Personagens Principais Heráclidas – descendentes de Héracles Macária – filha de Héracles e Dejanira Iolau – sobrinho de Héracles e, na velhice, defensor dos seus filhos Demofonte – rei de Atenas

Interpretação Mais uma peça de Eurípides mostrando a hospitalidade e atitude nobre de Atenas diante dos suplicantes. Um trabalho eminentemente patriótico. E neste caso o autor escolheu como suplicantes ancestrais dos espartanos contra os quais os atenienses se debatiam na guerra do Peloponeso.

Sem valores simbólicos, Os Heráclidas é considerada uma das peças menos populares de Eurípides.

Nota


  • Estima-se que a peça tenha sido encenada pela primeira vez entre 430 e 429 a.C..


 

Reso

Personagens Principais Odisseu – herói grego Diomedes – herói grego Reso – rei Trácio que vem auxiliar Troia

Interpretação Um assalto noturno para eliminar um inimigo é tema mais para um poema épico do que uma tragédia, pois falha em excitar algum interesse moral. O valor cênico de Reso está mais no vigor e velocidade da ação que nas palavras.

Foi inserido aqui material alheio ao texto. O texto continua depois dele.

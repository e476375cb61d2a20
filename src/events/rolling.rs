//! Daily, size-capped, retention-bounded log files.
//!
//! The active file for a day is always `<prefix>-YYYY-MM-DD.log`. When the
//! next line would push it past the size cap it is renamed to
//! `<prefix>-YYYY-MM-DD.log.<n>` (n = 1, 2, ... oldest first) and a fresh
//! active file is opened.

use std::fs::{self, File, OpenOptions};
use std::io::Write;
use std::path::{Path, PathBuf};

use chrono::NaiveDate;

use crate::events::{daily_file_name, EmitterError};

struct ActiveFile {
    date: NaiveDate,
    path: PathBuf,
    file: File,
    size: u64,
}

/// Append-only writer for one stream (general or error-only).
pub struct RollingFile {
    dir: PathBuf,
    prefix: String,
    max_size: u64,
    retention_days: i64,
    active: Option<ActiveFile>,
}

impl RollingFile {
    pub fn new(dir: impl Into<PathBuf>, prefix: impl Into<String>, max_size: u64, retention_days: u32) -> Self {
        Self {
            dir: dir.into(),
            prefix: prefix.into(),
            max_size,
            retention_days: i64::from(retention_days),
            active: None,
        }
    }

    /// Append one line to the file for `date`, switching days and segments as needed.
    pub fn write_line(&mut self, line: &str, date: NaiveDate) -> Result<(), EmitterError> {
        let needed = line.len() as u64 + 1;

        let stale = self.active.as_ref().map_or(true, |a| a.date != date);
        if stale {
            self.active = Some(self.open(date)?);
            self.prune(date);
        }

        let over_cap = self
            .active
            .as_ref()
            .map_or(false, |a| a.size > 0 && a.size + needed > self.max_size);
        if over_cap {
            self.archive_segment(date)?;
            self.active = Some(self.open(date)?);
        }

        let Some(active) = self.active.as_mut() else {
            return Ok(());
        };

        let mut buf = Vec::with_capacity(needed as usize);
        buf.extend_from_slice(line.as_bytes());
        buf.push(b'\n');
        active.file.write_all(&buf).map_err(|source| EmitterError::Io {
            path: active.path.clone(),
            source,
        })?;
        active.size += needed;
        Ok(())
    }

    /// Path of the file currently being written, if any.
    pub fn active_path(&self) -> Option<&Path> {
        self.active.as_ref().map(|a| a.path.as_path())
    }

    fn open(&self, date: NaiveDate) -> Result<ActiveFile, EmitterError> {
        let path = self.dir.join(daily_file_name(&self.prefix, date));
        let io_err = |source| EmitterError::Io { path: path.clone(), source };

        fs::create_dir_all(&self.dir).map_err(io_err)?;
        let file = OpenOptions::new()
            .create(true)
            .append(true)
            .open(&path)
            .map_err(io_err)?;
        let size = file.metadata().map(|m| m.len()).unwrap_or(0);

        Ok(ActiveFile { date, path, file, size })
    }

    fn archive_segment(&mut self, date: NaiveDate) -> Result<(), EmitterError> {
        // Close before renaming.
        self.active = None;

        let base = self.dir.join(daily_file_name(&self.prefix, date));
        let next = segment_paths(&self.dir, &self.prefix, date).len() + 1;
        let target = segment_path(&base, next);

        fs::rename(&base, &target).map_err(|source| EmitterError::Io { path: base.clone(), source })?;
        tracing::debug!(from = ?base, to = ?target, "Log segment archived");
        Ok(())
    }

    /// Delete files of this stream older than the retention window.
    fn prune(&self, today: NaiveDate) {
        let entries = match fs::read_dir(&self.dir) {
            Ok(entries) => entries,
            Err(e) => {
                tracing::warn!(dir = ?self.dir, error = %e, "Retention sweep skipped");
                return;
            }
        };

        for entry in entries.flatten() {
            let name = entry.file_name();
            let Some(date) = name.to_str().and_then(|n| stream_date(n, &self.prefix)) else {
                continue;
            };
            if (today - date).num_days() > self.retention_days {
                match fs::remove_file(entry.path()) {
                    Ok(()) => tracing::info!(file = ?entry.path(), "Expired log file removed"),
                    Err(e) => tracing::warn!(file = ?entry.path(), error = %e, "Failed to remove expired log file"),
                }
            }
        }
    }
}

/// Archived segments of a day's stream, oldest first. The active file is not included.
pub fn segment_paths(dir: &Path, prefix: &str, date: NaiveDate) -> Vec<PathBuf> {
    let base = dir.join(daily_file_name(prefix, date));
    let mut segments = Vec::new();
    let mut n = 1;
    loop {
        let candidate = segment_path(&base, n);
        if !candidate.exists() {
            break;
        }
        segments.push(candidate);
        n += 1;
    }
    segments
}

fn segment_path(base: &Path, n: usize) -> PathBuf {
    let mut name = base.as_os_str().to_owned();
    name.push(format!(".{}", n));
    PathBuf::from(name)
}

/// Date encoded in a stream file name (`<prefix>-YYYY-MM-DD.log[.n]`).
fn stream_date(file_name: &str, prefix: &str) -> Option<NaiveDate> {
    let rest = file_name.strip_prefix(prefix)?.strip_prefix('-')?;
    let date = rest.get(..10)?;
    if !rest.get(10..)?.starts_with(".log") {
        return None;
    }
    NaiveDate::parse_from_str(date, "%Y-%m-%d").ok()
}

Simbolicamente Reso apenas ajuda na construção da astúcia da personagem Odisseu cujo mito se explica interinamente na Odisseia. Notas

  • Há muitas duvidas quanto a autoria do Reso que chegou até os nossos dias. Caso seja de Eurípides seria um de seus primeiros trabalhos.

  • A mesma ação da peça é descrita no livro X da Ilíada.


 

Notas

  • Eurípides (484 a.C. – 406 a.C.) nasceu em Salaminas (ilha próxima de Atenas).

  • Escreveu 74 peças (67 tragédias e 7 dramas satíricos). Algumas fontes atribuem-lhe 92 peças. Dessas chegaram até nossos dias um drama satírico (O Ciclope) e 18 tragédias: As Bacantes (provavelmente 405 a.C.), Medéia (431), Hipólito (428), As Troianas (415), Helena (412), Orestes (408), Ifigênia em Áulis (405), Andrômaca, Os Heráclidas, Hébuca, As Suplicantes, Electra (415-413), Héracles, Ifigênia em Táuris, Íon, As Fenícias, Alceste e Reso (de autoria contestada).

  • Eurípides apresenta o homem revoltado com sua condição, cuja alma sucumbe diante da realidade O homem como ele é, segundo Aristóteles, em oposição a como deveria ser apregoado por Sófocles. Vai-se do destino implacável esquiliano para a rebelião metafísica humana de Eurípides, passando pela esperança de Sófocles. Com Eurípides a tragédia mítica convertesse numa representação da vida cotidiana.

  • Eurípides está impregnado com as ideias e retórica dos sofistas.

  • Eurípides venceu apenas 4 vezes nos festivais a Dionísio (Ésquilo venceu 32 vezes e Sófocles mais de 20 vezes).